> [Assignment] Report every line from the material that contains the word "types".

> [Data in this exercise]
┏━━

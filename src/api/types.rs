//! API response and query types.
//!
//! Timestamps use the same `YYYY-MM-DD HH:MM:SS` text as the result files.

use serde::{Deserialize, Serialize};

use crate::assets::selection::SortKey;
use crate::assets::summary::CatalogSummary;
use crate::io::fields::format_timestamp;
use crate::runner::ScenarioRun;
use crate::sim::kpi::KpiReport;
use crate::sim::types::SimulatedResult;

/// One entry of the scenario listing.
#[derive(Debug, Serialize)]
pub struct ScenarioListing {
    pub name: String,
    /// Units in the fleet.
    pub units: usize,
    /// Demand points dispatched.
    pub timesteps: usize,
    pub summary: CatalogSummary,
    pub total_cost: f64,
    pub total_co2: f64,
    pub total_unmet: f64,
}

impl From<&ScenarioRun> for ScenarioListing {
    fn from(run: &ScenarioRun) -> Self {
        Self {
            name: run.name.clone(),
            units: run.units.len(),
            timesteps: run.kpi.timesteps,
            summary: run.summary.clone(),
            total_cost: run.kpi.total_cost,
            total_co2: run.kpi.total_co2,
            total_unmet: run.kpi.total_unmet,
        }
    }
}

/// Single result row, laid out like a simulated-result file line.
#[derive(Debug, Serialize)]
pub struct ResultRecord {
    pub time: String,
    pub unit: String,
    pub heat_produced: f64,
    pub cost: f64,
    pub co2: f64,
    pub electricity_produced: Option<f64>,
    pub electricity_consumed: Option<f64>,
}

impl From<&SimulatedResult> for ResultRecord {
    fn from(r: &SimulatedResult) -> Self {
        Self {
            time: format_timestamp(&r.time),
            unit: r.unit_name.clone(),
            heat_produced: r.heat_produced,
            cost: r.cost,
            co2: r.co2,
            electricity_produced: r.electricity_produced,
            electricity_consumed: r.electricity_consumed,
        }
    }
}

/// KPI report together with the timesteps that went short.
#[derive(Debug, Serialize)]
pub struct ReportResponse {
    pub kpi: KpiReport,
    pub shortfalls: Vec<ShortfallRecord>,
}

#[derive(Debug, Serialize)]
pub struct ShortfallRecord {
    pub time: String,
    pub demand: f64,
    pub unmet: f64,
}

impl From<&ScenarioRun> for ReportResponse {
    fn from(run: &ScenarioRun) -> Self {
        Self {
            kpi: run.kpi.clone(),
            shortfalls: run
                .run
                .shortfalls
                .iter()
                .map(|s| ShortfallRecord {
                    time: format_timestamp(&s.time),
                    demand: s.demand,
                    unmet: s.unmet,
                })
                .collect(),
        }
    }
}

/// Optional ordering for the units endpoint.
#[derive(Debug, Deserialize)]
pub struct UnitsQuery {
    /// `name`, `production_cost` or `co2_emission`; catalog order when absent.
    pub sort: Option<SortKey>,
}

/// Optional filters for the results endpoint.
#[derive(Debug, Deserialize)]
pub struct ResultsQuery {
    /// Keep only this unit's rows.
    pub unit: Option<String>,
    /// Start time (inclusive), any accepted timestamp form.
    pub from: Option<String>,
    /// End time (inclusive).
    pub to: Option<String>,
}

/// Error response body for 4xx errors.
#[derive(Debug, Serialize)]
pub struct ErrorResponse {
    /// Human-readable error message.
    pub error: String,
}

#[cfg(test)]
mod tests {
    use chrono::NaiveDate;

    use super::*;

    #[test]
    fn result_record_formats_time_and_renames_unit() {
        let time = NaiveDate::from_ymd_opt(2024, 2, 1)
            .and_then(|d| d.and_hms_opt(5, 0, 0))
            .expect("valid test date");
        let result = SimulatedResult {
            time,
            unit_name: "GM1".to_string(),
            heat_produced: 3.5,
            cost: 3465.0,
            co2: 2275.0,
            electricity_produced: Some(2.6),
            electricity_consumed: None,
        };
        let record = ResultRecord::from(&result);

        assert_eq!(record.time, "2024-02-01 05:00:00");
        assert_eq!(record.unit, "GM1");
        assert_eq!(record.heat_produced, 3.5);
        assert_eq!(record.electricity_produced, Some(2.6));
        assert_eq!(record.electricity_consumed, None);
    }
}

┗━━

> [Answer to the problem]
filename src/api/types.rs
//! API response and query types.
use crate::sim::types::SimulatedResult;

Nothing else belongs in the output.